Microchips were brought into light by well-known engineer Kevin Warwick in 1998. He
experimented with RFID implants i.e. Radio Frequency Identification. His works were used to
turn on lights, open doors, and cause verbal outputs within buildings. After nine days his implant
was removed and held in the Science Museum in London ever since.
Microchips or subdermally implanted electronic devices are devices that are implanted into the
human body internally. Each microchip has its own unique id number just as each computer has
a unique IP address which is used to link to an external database for information like name,
medical history, allergies, contact information, etc.

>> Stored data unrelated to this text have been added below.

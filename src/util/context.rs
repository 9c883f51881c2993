//! Global context for modelkit operations.
//!
//! Provides centralized access to configuration, paths, and environment.

use std::path::{Path, PathBuf};
use std::sync::{Arc, LazyLock};

use directories::{BaseDirs, ProjectDirs};

use crate::core::error::{Error, Result};
use crate::core::manifest::find_manifest;
use crate::sources::cache::FsStore;
use crate::sources::git::{GitFetcher, RetryPolicy};
use crate::sources::remote::Git2Remote;
use crate::util::config::Config;

/// Environment variable overriding the package cache root.
pub const CACHE_DIR_ENV: &str = "MODELKIT_CACHE_DIR";

/// Project directories for modelkit
static PROJECT_DIRS: LazyLock<Option<ProjectDirs>> =
    LazyLock::new(|| ProjectDirs::from("dev", "modelkit", "modelkit"));

/// Global context containing configuration and paths.
#[derive(Debug, Clone)]
pub struct GlobalContext {
    /// Current working directory
    cwd: PathBuf,

    /// Home directory for global modelkit data
    home: PathBuf,

    /// Loaded configuration
    config: Config,

    /// Whether to use verbose output
    verbose: bool,

    /// Whether to use colors in output
    color: bool,
}

impl GlobalContext {
    /// Create a new GlobalContext with defaults, reading `<home>/config.toml`.
    pub fn new() -> Result<Self> {
        let cwd = std::env::current_dir().map_err(|e| Error::io(".", e))?;

        let home = if let Some(dirs) = PROJECT_DIRS.as_ref() {
            dirs.cache_dir().to_path_buf()
        } else {
            BaseDirs::new()
                .map(|b| b.home_dir().join(".modelkit"))
                .unwrap_or_else(|| PathBuf::from(".modelkit"))
        };

        let config = Config::load_or_default(&home.join("config.toml"))?;

        Ok(GlobalContext {
            cwd,
            home,
            config,
            verbose: false,
            color: true,
        })
    }

    /// Create a GlobalContext with a specific working directory.
    pub fn with_cwd(cwd: PathBuf) -> Result<Self> {
        let mut ctx = Self::new()?;
        ctx.cwd = cwd;
        Ok(ctx)
    }

    /// Replace the loaded configuration.
    pub fn with_config(mut self, config: Config) -> Self {
        self.config = config;
        self
    }

    /// Set verbose mode.
    pub fn set_verbose(&mut self, verbose: bool) {
        self.verbose = verbose;
    }

    /// Set color output.
    pub fn set_color(&mut self, color: bool) {
        self.color = color;
    }

    /// Get the current working directory.
    pub fn cwd(&self) -> &Path {
        &self.cwd
    }

    /// Get the modelkit home directory.
    pub fn home(&self) -> &Path {
        &self.home
    }

    /// Get the loaded configuration.
    pub fn config(&self) -> &Config {
        &self.config
    }

    /// Get the package cache root.
    ///
    /// `MODELKIT_CACHE_DIR` wins over `[cache] dir`, which wins over the default.
    pub fn cache_dir(&self) -> PathBuf {
        if let Some(dir) = std::env::var_os(CACHE_DIR_ENV).filter(|v| !v.is_empty()) {
            return PathBuf::from(dir);
        }
        self.config
            .cache
            .dir
            .clone()
            .unwrap_or_else(|| self.home.join("packages"))
    }

    /// Get the global configuration file path.
    pub fn config_path(&self) -> PathBuf {
        self.home.join("config.toml")
    }

    /// Check if verbose mode is enabled.
    pub fn is_verbose(&self) -> bool {
        self.verbose
    }

    /// Check if color output is enabled.
    pub fn color(&self) -> bool {
        self.color
    }

    /// The on-disk package store.
    pub fn store(&self) -> FsStore {
        FsStore::new(self.cache_dir())
    }

    /// A fetcher backed by libgit2 and the on-disk store.
    pub fn fetcher(&self) -> GitFetcher {
        GitFetcher::new(Arc::new(Git2Remote::new()), Arc::new(self.store()))
            .with_retry(RetryPolicy::from(&self.config.net))
    }

    /// Find model.yaml starting from cwd and searching upward.
    pub fn find_manifest(&self) -> Option<PathBuf> {
        find_manifest(&self.cwd)
    }
}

These implants are shaped like cylinders and they contain a tiny microchip,bio-safe epoxy
resins, with a copper antenna coil encased in lead-free borosilicate glass Schott 8625
biocompatible glass. Microchips are field-powered and have no power source. Which makes
them inert until they come within the field produced by a reader device, which implants
communicate with over a magnetic field.
Just like every coin has two sides, on one hand, microchips provide us with a digital identity,
keeps the medical records intact, and help in access control but on the other hand, it comes
along with its own concerns namely health concerns, identity theft, the risk to freedom, etc.
GPS-enabled chips can potentially in the future be used to physically locate the latitude,
longitude, altitude, and velocity. These chips could be positively used to locate missing
individuals also but, such GPS-enabled chips need further study.